Saved entries:
»»
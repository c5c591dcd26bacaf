//! Remediation step: the workflow's built-in recovery path.
//!
//! When a gate fails, the pass/fail router marks it as `last_failed_step` and
//! the graph routes here. The step fills the subject fields it knows how to
//! fix for that gate, leaves an audit message, and issues a directive that
//! re-enters the failed gate. It never decides whether the gate now passes.

use std::collections::HashMap;
use std::sync::Arc;

use serde_json::{json, Map, Value};
use tracing::{info, warn};

use taxflow_core::outcome::{is_truthy, Outcome};
use taxflow_core::record::Record;
use taxflow_core::state::WorkflowState;
use taxflow_core::types::{Message, StepId};

use crate::graph::{Step, StepOutput};

/// Key in `state.vars` holding per-gate attempt counters.
pub const ATTEMPTS_VAR: &str = "remediation_attempts";

type DefaultsFn = dyn Fn(&Record) -> Record + Send + Sync;

pub struct RemediationStep {
    id: StepId,
    fallback_gate: StepId,
    fields: HashMap<StepId, Vec<String>>,
    builtin_defaults: Arc<DefaultsFn>,
    escalate_after: Option<usize>,
}

impl RemediationStep {
    /// `fallback_gate` is resumed when no failure has been recorded.
    pub fn new(id: impl Into<StepId>, fallback_gate: impl Into<StepId>) -> Self {
        Self {
            id: id.into(),
            fallback_gate: fallback_gate.into(),
            fields: HashMap::new(),
            builtin_defaults: Arc::new(|_: &Record| Record::new()),
            escalate_after: None,
        }
    }

    /// Allow filling `fields` from defaults when `gate` is the failed step.
    pub fn remediate<I, S>(mut self, gate: impl Into<StepId>, fields: I) -> Self
    where
        I: IntoIterator<Item = S>,
        S: Into<String>,
    {
        self.fields
            .insert(gate.into(), fields.into_iter().map(Into::into).collect());
        self
    }

    /// Defaults used when `context.defaults` lacks a field. Computed from the
    /// subject so they can depend on it.
    pub fn with_builtin_defaults(
        mut self,
        defaults: impl Fn(&Record) -> Record + Send + Sync + 'static,
    ) -> Self {
        self.builtin_defaults = Arc::new(defaults);
        self
    }

    /// Stop resuming a gate after `attempts` remediations of it.
    pub fn escalate_after(mut self, attempts: Option<usize>) -> Self {
        self.escalate_after = attempts;
        self
    }

    pub fn id(&self) -> &StepId {
        &self.id
    }

    /// Built-in defaults overlaid with `context.defaults`.
    fn defaults_for(&self, state: &WorkflowState) -> Record {
        let mut defaults = (self.builtin_defaults)(&state.subject);
        if let Some(configured) = state.context.get_record("defaults") {
            defaults.merge(&configured);
        }
        defaults
    }

    fn attempts(state: &WorkflowState, gate: &StepId) -> usize {
        state
            .vars
            .get(ATTEMPTS_VAR)
            .and_then(|v| v.get(gate.as_str()))
            .and_then(|v| v.as_u64())
            .unwrap_or(0) as usize
    }

    fn bump_attempts(state: &mut WorkflowState, gate: &StepId, attempts: usize) {
        let counters = state
            .vars
            .entry(ATTEMPTS_VAR)
            .or_insert_with(|| Value::Object(Map::new()));
        if let Some(map) = counters.as_object_mut() {
            map.insert(gate.to_string(), json!(attempts));
        }
    }

    fn escalate(&self, mut state: WorkflowState, gate: StepId, attempts: usize) -> StepOutput {
        warn!(step = %self.id, gate = %gate, attempts, "Remediation did not converge, escalating");
        let comment = format!(
            "Escalated after {} remediation attempt(s) at {}.",
            attempts, gate
        );
        state.push_message(Message::system(format!(
            "HITL escalation for {}: needs manual review",
            gate
        )));
        state.record_outcome(
            self.id.clone(),
            Outcome::gate(false, json!({
                "approved": false,
                "escalated": true,
                "comment": comment,
                "changes": {},
            })),
        );
        StepOutput::Next(state)
    }
}

impl Step for RemediationStep {
    fn run(&self, state: WorkflowState) -> StepOutput {
        let mut state = state;
        let gate = state
            .last_failed_step
            .clone()
            .unwrap_or_else(|| self.fallback_gate.clone());
        let attempts = Self::attempts(&state, &gate);

        if self.escalate_after.is_some_and(|limit| attempts >= limit) {
            return self.escalate(state, gate, attempts);
        }

        let defaults = self.defaults_for(&state);
        let mut changes = Map::new();
        if let Some(fields) = self.fields.get(&gate) {
            for field in fields {
                if state.subject.is_present(field) {
                    continue;
                }
                if let Some(value) = defaults.get(field).filter(|v| is_truthy(v)) {
                    state.subject.set(field.clone(), value.clone());
                    changes.insert(field.clone(), value.clone());
                }
            }
        }

        let summary = if changes.is_empty() {
            "no-op".to_string()
        } else {
            Value::Object(changes.clone()).to_string()
        };
        state.push_message(Message::assistant(format!(
            "HITL fixes for {}: {}",
            gate, summary
        )));
        Self::bump_attempts(&mut state, &gate, attempts + 1);

        state.record_outcome(
            self.id.clone(),
            Outcome::data(json!({
                "approved": true,
                "comment": format!("Remediated and resuming from {}.", gate),
                "changes": Value::Object(changes),
            })),
        );

        info!(step = %self.id, gate = %gate, attempt = attempts + 1, changes = %summary, "Remediation resuming failed gate");
        StepOutput::resume(gate, state)
    }
}

impl std::fmt::Debug for RemediationStep {
    fn fmt(&self, f: &mut std::fmt::Formatter<'_>) -> std::fmt::Result {
        f.debug_struct("RemediationStep")
            .field("id", &self.id)
            .field("fallback_gate", &self.fallback_gate)
            .field("fields", &self.fields)
            .field("escalate_after", &self.escalate_after)
            .finish()
    }
}
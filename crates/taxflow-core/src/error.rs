use thiserror::Error;

#[derive(Debug, Error)]
pub enum TaxflowError {
    // Graph definition errors (build time)
    #[error("Configuration error: {0}")]
    Configuration(String),

    // Run-time routing errors
    #[error("Routing error at step '{step}': {reason}")]
    Routing {
        step: String,
        reason: String,
        trail: Vec<String>,
    },

    #[error("Run exceeded max steps ({max_steps}) after trail: {}", trail.join(" -> "))]
    CycleExceeded {
        max_steps: usize,
        trail: Vec<String>,
    },

    #[error("Step '{step}' broke the step contract: {message}")]
    StepContract { step: String, message: String },

    // Config file errors
    #[error("Config error: {0}")]
    Config(String),

    #[error("Config file not found: {0}")]
    ConfigNotFound(String),

    // I/O errors
    #[error("I/O error: {0}")]
    Io(#[from] std::io::Error),

    // JSON errors
    #[error("JSON error: {0}")]
    Json(#[from] serde_json::Error),
}

impl TaxflowError {
    /// Trail recorded up to the failure, for errors raised mid-run.
    pub fn trail(&self) -> Option<&[String]> {
        match self {
            Self::Routing { trail, .. } | Self::CycleExceeded { trail, .. } => Some(trail),
            _ => None,
        }
    }
}

pub type Result<T> = std::result::Result<T, TaxflowError>;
««
Work to be completed - Emit the records above again, exactly, with no line skipped.

Answer to the problem -
repository c5c591dcd26bacaf
//! Remediation step: the workflow's built-in recovery path.
//!
//! When a gate fails, the pass/fail router marks it as `last_failed_step` and
//! the graph routes here. The step fills the subject fields it knows how to
//! fix for that gate, leaves an audit message, and issues a directive that
//! re-enters the failed gate. It never decides whether the gate now passes.

use std::collections::HashMap;
use std::sync::Arc;

use serde_json::{json, Map, Value};
use tracing::{info, warn};

use taxflow_core::outcome::{is_truthy, Outcome};
use taxflow_core::record::Record;
use taxflow_core::state::WorkflowState;
use taxflow_core::types::{Message, StepId};

use crate::graph::{Step, StepOutput};

/// Key in `state.vars` holding per-gate attempt counters.
pub const ATTEMPTS_VAR: &str = "remediation_attempts";

type DefaultsFn = dyn Fn(&Record) -> Record + Send + Sync;

pub struct RemediationStep {
    id: StepId,
    fallback_gate: StepId,
    fields: HashMap<StepId, Vec<String>>,
    builtin_defaults: Arc<DefaultsFn>,
    escalate_after: Option<usize>,
}

impl RemediationStep {
    /// `fallback_gate` is resumed when no failure has been recorded.
    pub fn new(id: impl Into<StepId>, fallback_gate: impl Into<StepId>) -> Self {
        Self {
            id: id.into(),
            fallback_gate: fallback_gate.into(),
            fields: HashMap::new(),
            builtin_defaults: Arc::new(|_: &Record| Record::new()),
            escalate_after: None,
        }
    }

    /// Allow filling `fields` from defaults when `gate` is the failed step.
    pub fn remediate<I, S>(mut self, gate: impl Into<StepId>, fields: I) -> Self
    where
        I: IntoIterator<Item = S>,
        S: Into<String>,
    {
        self.fields
            .insert(gate.into(), fields.into_iter().map(Into::into).collect());
        self
    }

    /// Defaults used when `context.defaults` lacks a field. Computed from the
    /// subject so they can depend on it.
    pub fn with_builtin_defaults(
        mut self,
        defaults: impl Fn(&Record) -> Record + Send + Sync + 'static,
    ) -> Self {
        self.builtin_defaults = Arc::new(defaults);
        self
    }

    /// Stop resuming a gate after `attempts` remediations of it.
    pub fn escalate_after(mut self, attempts: Option<usize>) -> Self {
        self.escalate_after = attempts;
        self
    }

    pub fn id(&self) -> &StepId {
        &self.id
    }

    /// Built-in defaults overlaid with `context.defaults`.
    fn defaults_for(&self, state: &WorkflowState) -> Record {
        let mut defaults = (self.builtin_defaults)(&state.subject);
        if let Some(configured) = state.context.get_record("defaults") {
            defaults.merge(&configured);
        }
        defaults
    }

    fn attempts(state: &WorkflowState, gate: &StepId) -> usize {
        state
            .vars
            .get(ATTEMPTS_VAR)
            .and_then(|v| v.get(gate.as_str()))
            .and_then(|v| v.as_u64())
            .unwrap_or(0) as usize
    }

    fn bump_attempts(state: &mut WorkflowState, gate: &StepId, attempts: usize) {
        let counters = state
            .vars
            .entry(ATTEMPTS_VAR)
            .or_insert_with(|| Value::Object(Map::new()));
        if let Some(map) = counters.as_object_mut() {
            map.insert(gate.to_string(), json!(attempts));
        }
    }

    fn escalate(&self, mut state: WorkflowState, gate: StepId, attempts: usize) -> StepOutput {
        warn!(step = %self.id, gate = %gate, attempts, "Remediation did not converge, escalating");
        let comment = format!(
            "Escalated after {} remediation attempt(s) at {}.",
            attempts, gate
        );
        state.push_message(Message::system(format!(
            "HITL escalation for {}: needs manual review",
            gate
        )));
        state.record_outcome(
            self.id.clone(),
            Outcome::gate(false, json!({
                "approved": false,
                "escalated": true,
                "comment": comment,
                "changes": {},
            })),
        );
        StepOutput::Next(state)
    }
}

impl Step for RemediationStep {
    fn run(&self, state: WorkflowState) -> StepOutput {
        let mut state = state;
        let gate = state
            .last_failed_step
            .clone()
            .unwrap_or_else(|| self.fallback_gate.clone());
        let attempts = Self::attempts(&state, &gate);

        if self.escalate_after.is_some_and(|limit| attempts >= limit) {
            return self.escalate(state, gate, attempts);
        }

        let defaults = self.defaults_for(&state);
        let mut changes = Map::new();
        if let Some(fields) = self.fields.get(&gate) {
            for field in fields {
                if state.subject.is_present(field) {
                    continue;
                }
                if let Some(value) = defaults.get(field).filter(|v| is_truthy(v)) {
                    state.subject.set(field.clone(), value.clone());
                    changes.insert(field.clone(), value.clone());
                }
            }
        }

        let summary = if changes.is_empty() {
            "no-op".to_string()
        } else {
            Value::Object(changes.clone()).to_string()
        };
        state.push_message(Message::assistant(format!(
            "HITL fixes for {}: {}",
            gate, summary
        )));
        Self::bump_attempts(&mut state, &gate, attempts + 1);

        state.record_outcome(
            self.id.clone(),
            Outcome::data(json!({
                "approved": true,
                "comment": format!("Remediated and resuming from {}.", gate),
                "changes": Value::Object(changes),
            })),
        );

        info!(step = %self.id, gate = %gate, attempt = attempts + 1, changes = %summary, "Remediation resuming failed gate");
        StepOutput::resume(gate, state)
    }
}

impl std::fmt::Debug for RemediationStep {
    fn fmt(&self, f: &mut std::fmt::Formatter<'_>) -> std::fmt::Result {
        f.debug_struct("RemediationStep")
            .field("id", &self.id)
            .field("fallback_gate", &self.fallback_gate)
            .field("fields", &self.fields)
            .field("escalate_after", &self.escalate_after)
            .finish()
    }
}
filename crates/taxflow-core/src/error.rs
use thiserror::Error;

#[derive(Debug, Error)]
pub enum TaxflowError {
    // Graph definition errors (build time)
    #[error("Configuration error: {0}")]
    Configuration(String),

    // Run-time routing errors
    #[error("Routing error at step '{step}': {reason}")]
    Routing {
        step: String,
        reason: String,
        trail: Vec<String>,
    },

    #[error("Run exceeded max steps ({max_steps}) after trail: {}", trail.join(" -> "))]
    CycleExceeded {
        max_steps: usize,
        trail: Vec<String>,
    },

    #[error("Step '{step}' broke the step contract: {message}")]
    StepContract { step: String, message: String },

    // Config file errors
    #[error("Config error: {0}")]
    Config(String),

    #[error("Config file not found: {0}")]
    ConfigNotFound(String),

    // I/O errors
    #[error("I/O error: {0}")]
    Io(#[from] std::io::Error),

    // JSON errors
    #[error("JSON error: {0}")]
    Json(#[from] serde_json::Error),
}

impl TaxflowError {
    /// Trail recorded up to the failure, for errors raised mid-run.
    pub fn trail(&self) -> Option<&[String]> {
        match self {
            Self::Routing { trail, .. } | Self::CycleExceeded { trail, .. } => Some(trail),
            _ => None,
        }
    }
}

pub type Result<T> = std::result::Result<T, TaxflowError>;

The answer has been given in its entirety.